To take away from Christianity its healing would be entirely...

Blackpool (England) Times

To take away from Christianity its healing would be entirely in opposition to our Saviour's command. Take away the records of healing in the gospels, and there would be very little left. Jesus' command was never simply to preach the gospel. When he sent out the seventy disciples, he told them, into whatesoever city they entered, to heal the sick that were therein, and to say unto them, "The kingdom of God is come nigh unto you;" and to the same seventy he said, "Carry neither purse, nor scrip, nor shoes: ... for the laborer is worthy of his hire." In the face of this, the critic's statement that "no Bible healers ever took money for their services" does not seem to hold good.
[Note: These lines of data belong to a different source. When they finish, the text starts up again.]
//! Restricted expression language for custom insights.
//!
//! ```text
//! expr    := or
//! or      := and ( "||" and )*
//! and     := eq ( "&&" eq )*
//! eq      := cmp ( ("==" | "!=") cmp )*
//! cmp     := sum ( (">" | "<" | ">=" | "<=") sum )*
//! sum     := product ( ("+" | "-") product )*
//! product := unary ( ("*" | "/" | "%") unary )*
//! unary   := ("-" | "!") unary | primary
//! primary := number | "true" | "false" | identifier | "(" expr ")"
//! ```
//!
//! Identifiers are looked up in a flat `name -> f64` map, normally the one
//! produced by [`crate::analytics::metrics_registry::resolve_variables`].
//! Nothing else is reachable from a formula.

use std::collections::{BTreeMap, BTreeSet};
use std::fmt;
use std::iter::Peekable;
use std::str::CharIndices;

use crate::error::FormulaError;

type FormulaResult<T> = std::result::Result<T, FormulaError>;

/// Result of evaluating a formula.
#[derive(Debug, Clone, Copy, PartialEq)]
pub enum Value {
    Number(f64),
    Bool(bool),
}

impl Value {
    /// `true`, or any non-zero number.
    pub fn is_truthy(&self) -> bool {
        match self {
            Value::Bool(b) => *b,
            Value::Number(n) => *n != 0.0,
        }
    }

    /// Numeric view, booleans map to 1 / 0.
    pub fn as_f64(&self) -> f64 {
        match self {
            Value::Number(n) => *n,
            Value::Bool(true) => 1.0,
            Value::Bool(false) => 0.0,
        }
    }

    fn type_name(&self) -> &'static str {
        match self {
            Value::Number(_) => "number",
            Value::Bool(_) => "boolean",
        }
    }
}

impl fmt::Display for Value {
    fn fmt(&self, f: &mut fmt::Formatter<'_>) -> fmt::Result {
        match self {
            Value::Number(n) => write!(f, "{}", n),
            Value::Bool(b) => write!(f, "{}", b),
        }
    }
}

// ============================================
// Tokens
// ============================================

#[derive(Debug, Clone, PartialEq)]
enum TokenKind {
    Number(f64),
    Ident(String),
    True,
    False,
    Plus,
    Minus,
    Star,
    Slash,
    Percent,
    Bang,
    Gt,
    Lt,
    Ge,
    Le,
    EqEq,
    Ne,
    AndAnd,
    OrOr,
    LParen,
    RParen,
}

#[derive(Debug, Clone, PartialEq)]
struct Token {
    kind: TokenKind,
    /// Byte offset in the source
    position: usize,
}

fn syntax(position: usize, message: impl Into<String>) -> FormulaError {
    FormulaError::Syntax {
        position,
        message: message.into(),
    }
}

struct Lexer<'a> {
    source: &'a str,
    chars: Peekable<CharIndices<'a>>,
}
Christian Science is proving itself to be in accordance with the teachings of Jesus, for it is redeeming mankind morally, and, as a result, eliminating disease. People are tired of words without deeds, preaching without practise. St. James said, "Faith, if it hath not works, is dead, being alone." Before launching out to attack those who are attempting to follow the Master in all his commands, critics should be quite certain of their own ground.

The critic asks, "Why could not Christian Science keep to America?" It is big enough, intimates our critic. Although America is big, yet this Science, a demonstrable knowledge of Christ, which emanates from the divine Mind, is too big and too good even for America alone to retain. That which reveals the infinitude, omnipotence, omnipresence, and omniscience of God, good, hence the nothingness, the impotence, of evil, could never be limited in any way in its loving, purifying, healing, and redeeming ministrations; no, not even by such attacks as these.

Our critic disagrees with the teaching of Christian Science respecting its definition of God. If this teaching was not different from so-called orthodox teaching, it would be attended by no better results. Most decidedly Christian Science teaches that God is not a person in any anthropomorphic sense. The definition as given in Science and Health by Mrs. Eddy (p. 465) is as follows: "God is incorporeal, divine, supreme, infinite Mind, Spirit, Soul, Principle, Life, Truth, Love." Deducing from the allness of God, good, as expressed by these synonyms, the nothingness or unreality of evil (sin, disease, and all the works of the flesh included), our critic again objects. How strange it is that those wholly occupied in the attempt to overcome evil, should cling so tenaciously to the belief in its reality, for if evil were true or real, it would be eternal and could not be destroyed.